En el marco del Día del Acoso Escolar, la madre de Sandra Peña ha expresado su solicitud para que ningún menor deba regresar a casa tras una jornada escolar con sentimientos de temor. La situación de su hija, quien se quitó la vida, ha llevado a esta madre a alzar la voz en contra del acoso y la indiferencia que enfrentan muchos jóvenes.
La madre ha presentado un informe psicológico que fue desestimado por el colegio. Ella sostiene que la institución educativa no activó los protocolos necesarios para abordar el problema y asegura haber recibido información engañosa por parte del personal escolar.
Reclamo ante la indiferencia
Este llamado a la acción busca generar conciencia sobre la gravedad del acoso escolar y su impacto en la salud mental de los estudiantes. La madre enfatiza que es fundamental que las autoridades educativas tomen medidas efectivas para prevenir situaciones similares en el futuro.
El caso de Sandra Peña ha resonado profundamente en la comunidad, subrayando la necesidad de abordar el acoso escolar con seriedad y compromiso.
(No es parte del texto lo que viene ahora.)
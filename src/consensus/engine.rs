//! Confidence-weighted consensus engine.
//!
//! Each vote contributes `value × confidence × calibration` to a signed
//! score, where value is +1 for YES, -1 for NO and 0 for ABSTAIN. The sign of
//! the score picks the decision; `|score| / total weight` measures how
//! one-sided the confidence mass is. The engine is a pure function of its
//! inputs: no clock, no randomness, and summation in input order.

use crate::consensus::vote::{Decision, Vote, VoteBreakdown};
use serde::{Deserialize, Serialize};
use std::collections::HashSet;

/// Default cap on the reasoning summary, in characters.
pub const DEFAULT_SUMMARY_MAX_CHARS: usize = 280;

const SUMMARY_SEPARATOR: &str = "; ";
const TRUNCATION_MARKER: &str = "...";

/// Aggregated outcome of a vote list.
#[derive(Clone, Debug, PartialEq, Serialize, Deserialize)]
pub struct Tally {
    /// Signed sum of calibrated confidences
    pub weighted_score: f64,
    /// Net weight over total weight, in [0, 1]
    pub confidence_level: f64,
    /// Votes per decision
    pub breakdown: VoteBreakdown,
    /// Sign of the weighted score
    pub final_decision: Decision,
    /// Reasoning of the winning side
    pub reasoning_summary: String,
    /// Calibrated weight behind YES
    pub pro_weight: f64,
    /// Calibrated weight behind NO
    pub con_weight: f64,
}

/// Consensus engine configuration.
#[derive(Clone, Debug, PartialEq)]
pub struct ConsensusEngine {
    calibration: f64,
    summary_max_chars: usize,
}

impl ConsensusEngine {
    /// Create an engine with the given calibration.
    ///
    /// Calibration is validated when a question is built, not here.
    pub fn new(calibration: f64) -> Self {
        Self {
            calibration,
            summary_max_chars: DEFAULT_SUMMARY_MAX_CHARS,
        }
    }

    /// Cap the reasoning summary length.
    pub fn with_summary_limit(mut self, max_chars: usize) -> Self {
        self.summary_max_chars = max_chars;
        self
    }

    /// Multiplier applied to every confidence before weighting.
    pub fn calibration(&self) -> f64 {
        self.calibration
    }

    /// Aggregate votes into a tally.
    pub fn tally(&self, votes: &[Vote]) -> Tally {
        let mut weighted_score = 0.0;
        let mut total_weight = 0.0;
        let mut pro_weight = 0.0;
        let mut con_weight = 0.0;

        for vote in votes {
            let weight = vote.confidence() * self.calibration;
            weighted_score += vote.decision().value() * weight;
            total_weight += weight;
            match vote.decision() {
                Decision::Yes => pro_weight += weight,
                Decision::No => con_weight += weight,
                Decision::Abstain => {}
            }
        }

        let confidence_level = if total_weight > 0.0 {
            (weighted_score.abs() / total_weight).clamp(0.0, 1.0)
        } else {
            0.0
        };

        let final_decision = decide_from_score(weighted_score);

        Tally {
            weighted_score,
            confidence_level,
            breakdown: VoteBreakdown::from_votes(votes),
            final_decision,
            reasoning_summary: self.summarize(votes, final_decision),
            pro_weight,
            con_weight,
        }
    }

    /// Distinct reasoning of the winning side, most confident first.
    fn summarize(&self, votes: &[Vote], winner: Decision) -> String {
        let mut winning: Vec<&Vote> = votes
            .iter()
            .filter(|v| v.decision() == winner && !v.reasoning().trim().is_empty())
            .collect();
        // Stable sort keeps input order among equal confidences.
        winning.sort_by(|a, b| b.confidence().total_cmp(&a.confidence()));

        let mut seen = HashSet::new();
        let parts: Vec<&str> = winning
            .iter()
            .map(|v| v.reasoning().trim())
            .filter(|r| seen.insert(*r))
            .collect();

        truncate_chars(&parts.join(SUMMARY_SEPARATOR), self.summary_max_chars)
    }
}

impl Default for ConsensusEngine {
    fn default() -> Self {
        Self::new(1.0)
    }
}

/// Aggregate votes with the default summary limit.
pub fn compute_consensus(votes: &[Vote], calibration: f64) -> Tally {
    ConsensusEngine::new(calibration).tally(votes)
}

fn decide_from_score(score: f64) -> Decision {
    if score > 0.0 {
        Decision::Yes
    } else if score < 0.0 {
        Decision::No
    } else {
        Decision::Abstain
    }
}

fn truncate_chars(text: &str, max_chars: usize) -> String {
    if text.chars().count() <= max_chars {
        return text.to_string();
    }
    let marker_len = TRUNCATION_MARKER.chars().count();
    if max_chars <= marker_len {
        return text.chars().take(max_chars).collect();
    }
    let mut out: String = text.chars().take(max_chars - marker_len).collect();
    out.push_str(TRUNCATION_MARKER);
    out
}
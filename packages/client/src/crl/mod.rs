//! CRL data model, parsing, caching, refresh, and validation

pub mod cache;
pub mod parser;
pub mod updater;
pub mod validator;

pub use cache::{CrlCache, CrlCacheStats};
pub use parser::parse_crl;
pub use updater::CrlUpdater;
pub use validator::CrlValidator;

use std::collections::HashMap;
use std::ops::Range;
use std::time::SystemTime;

/// CRL entry reason code (RFC 5280 §5.3.1). Value 7 is unassigned and any
/// unlisted value is carried through as `Other`.
#[derive(Debug, Clone, Copy, PartialEq, Eq)]
pub enum ReasonCode {
    Unspecified,
    KeyCompromise,
    CaCompromise,
    AffiliationChanged,
    Superseded,
    CessationOfOperation,
    CertificateHold,
    RemoveFromCrl,
    PrivilegeWithdrawn,
    AaCompromise,
    Other(u8),
}

impl ReasonCode {
    pub fn from_u8(value: u8) -> Self {
        match value {
            0 => Self::Unspecified,
            1 => Self::KeyCompromise,
            2 => Self::CaCompromise,
            3 => Self::AffiliationChanged,
            4 => Self::Superseded,
            5 => Self::CessationOfOperation,
            6 => Self::CertificateHold,
            8 => Self::RemoveFromCrl,
            9 => Self::PrivilegeWithdrawn,
            10 => Self::AaCompromise,
            other => Self::Other(other),
        }
    }

    pub fn as_u8(&self) -> u8 {
        match self {
            Self::Unspecified => 0,
            Self::KeyCompromise => 1,
            Self::CaCompromise => 2,
            Self::AffiliationChanged => 3,
            Self::Superseded => 4,
            Self::CessationOfOperation => 5,
            Self::CertificateHold => 6,
            Self::RemoveFromCrl => 8,
            Self::PrivilegeWithdrawn => 9,
            Self::AaCompromise => 10,
            Self::Other(v) => *v,
        }
    }

    /// removeFromCRL: a prior certificateHold has been lifted
    pub fn is_removal(&self) -> bool {
        matches!(self, Self::RemoveFromCrl)
    }
}

impl std::fmt::Display for ReasonCode {
    fn fmt(&self, f: &mut std::fmt::Formatter<'_>) -> std::fmt::Result {
        let name = match self {
            Self::Unspecified => "unspecified",
            Self::KeyCompromise => "keyCompromise",
            Self::CaCompromise => "cACompromise",
            Self::AffiliationChanged => "affiliationChanged",
            Self::Superseded => "superseded",
            Self::CessationOfOperation => "cessationOfOperation",
            Self::CertificateHold => "certificateHold",
            Self::RemoveFromCrl => "removeFromCRL",
            Self::PrivilegeWithdrawn => "privilegeWithdrawn",
            Self::AaCompromise => "aACompromise",
            Self::Other(v) => return write!(f, "unknown({v})"),
        };
        f.write_str(name)
    }
}

/// One revoked certificate inside a CRL
#[derive(Debug, Clone)]
pub struct CrlEntry {
    /// Canonical big-endian hex serial
    pub serial_hex: String,
    pub revocation_date: SystemTime,
    pub reason: Option<ReasonCode>,
    pub invalidity_date: Option<SystemTime>,
}

/// A parsed certificate revocation list. Owns the original DER buffer so
/// that `tbs_bytes` stays the exact byte span the signature covers.
#[derive(Debug, Clone)]
pub struct Crl {
    /// Display form of the issuer DN
    pub issuer: String,
    /// Canonical DER of the issuer Name
    pub issuer_der: Vec<u8>,
    pub this_update: SystemTime,
    pub next_update: Option<SystemTime>,
    /// CRL Number extension value; 0 when the extension is absent
    pub crl_number: u128,
    /// Dotted OID of the outer signature algorithm
    pub signature_alg: Option<String>,
    /// Detached signature bits
    pub signature: Option<Vec<u8>>,
    /// Original DER bytes of the whole CertificateList
    pub raw: Vec<u8>,
    /// Span of tbsCertList inside `raw`
    pub tbs_range: Option<Range<usize>>,
    /// Revoked entries keyed by canonical hex serial
    pub entries: HashMap<String, CrlEntry>,
}

impl Crl {
    /// The exact bytes covered by the CRL signature. Never a re-encoding.
    pub fn tbs_bytes(&self) -> Option<&[u8]> {
        self.tbs_range.clone().and_then(|r| self.raw.get(r))
    }

    /// True once `nextUpdate` has passed. A CRL without `nextUpdate` has no
    /// authority boundary and is reported as expired for cache purposes.
    pub fn is_expired(&self, now: SystemTime) -> bool {
        match self.next_update {
            Some(next) => now > next,
            None => true,
        }
    }

    /// True before `thisUpdate`: the CRL is not yet in force
    pub fn is_not_yet_valid(&self, now: SystemTime) -> bool {
        now < self.this_update
    }

    /// Look up a revoked entry by raw serial bytes
    pub fn entry_for_serial(&self, serial: &[u8]) -> Option<&CrlEntry> {
        self.entries.get(&crate::cert::serial_hex(serial))
    }
}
La madre insiste en que no se puede mirar hacia otro lado frente a este tipo de violencia que afecta a tantos menores.
Un mensaje claro
La petición de esta madre es clara: es imperativo actuar para garantizar un entorno seguro y saludable para todos los estudiantes. La lucha contra el acoso escolar debe ser una prioridad compartida entre padres, educadores y autoridades.
Con su testimonio, espera inspirar cambios significativos en las políticas escolares y fomentar un diálogo abierto sobre el acoso y sus consecuencias devastadoras. El objetivo es crear conciencia y promover un ambiente donde los niños puedan aprender sin miedo.